(Stored data)
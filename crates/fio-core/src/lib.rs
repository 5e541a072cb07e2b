//! Core types and trait definitions for the FIO person service.
//!
//! This crate is deliberately free of HTTP and database dependencies. The
//! storage backend (`fio-store-sqlite`) and the enrichment transport
//! (`fio-enrich`) plug in through the traits defined here.

// We intentionally use native `async fn` in traits (stabilised in Rust 1.75).
// Suppress the advisory lint about `Send` bounds on the returned futures.
#![allow(async_fn_in_trait)]

pub mod enrich;
pub mod error;
pub mod ethnicity;
pub mod person;
pub mod service;
pub mod store;

pub use error::{Error, Result};
//! Picks a single ethnicity out of the lookup's candidate list.

use crate::enrich::Candidate;

/// Value used when the lookup returned no candidates.
pub const UNKNOWN: &str = "unknown";

/// Return the `country_id` with the strictly greatest probability.
///
/// Ties keep the earlier candidate. Probabilities are taken as given; no range
/// check is applied.
pub fn resolve(candidates: &[Candidate]) -> &str {
  let mut best: Option<&Candidate> = None;
  for c in candidates {
    if best.is_none_or(|b| c.probability > b.probability) {
      best = Some(c);
    }
  }
  best.map_or(UNKNOWN, |c| c.country_id.as_str())
}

**Work item:** Starting with the line that holds "#![allow(async_fn_in_trait)]" and ending with the line that holds "use crate::enrich::Candidate;", retype every line in the data above exactly, and nothing else.

**Exercise output:**
#![allow(async_fn_in_trait)]

pub mod enrich;
pub mod error;
pub mod ethnicity;
pub mod person;
pub mod service;
pub mod store;

pub use error::{Error, Result};
//! Picks a single ethnicity out of the lookup's candidate list.

use crate::enrich::Candidate;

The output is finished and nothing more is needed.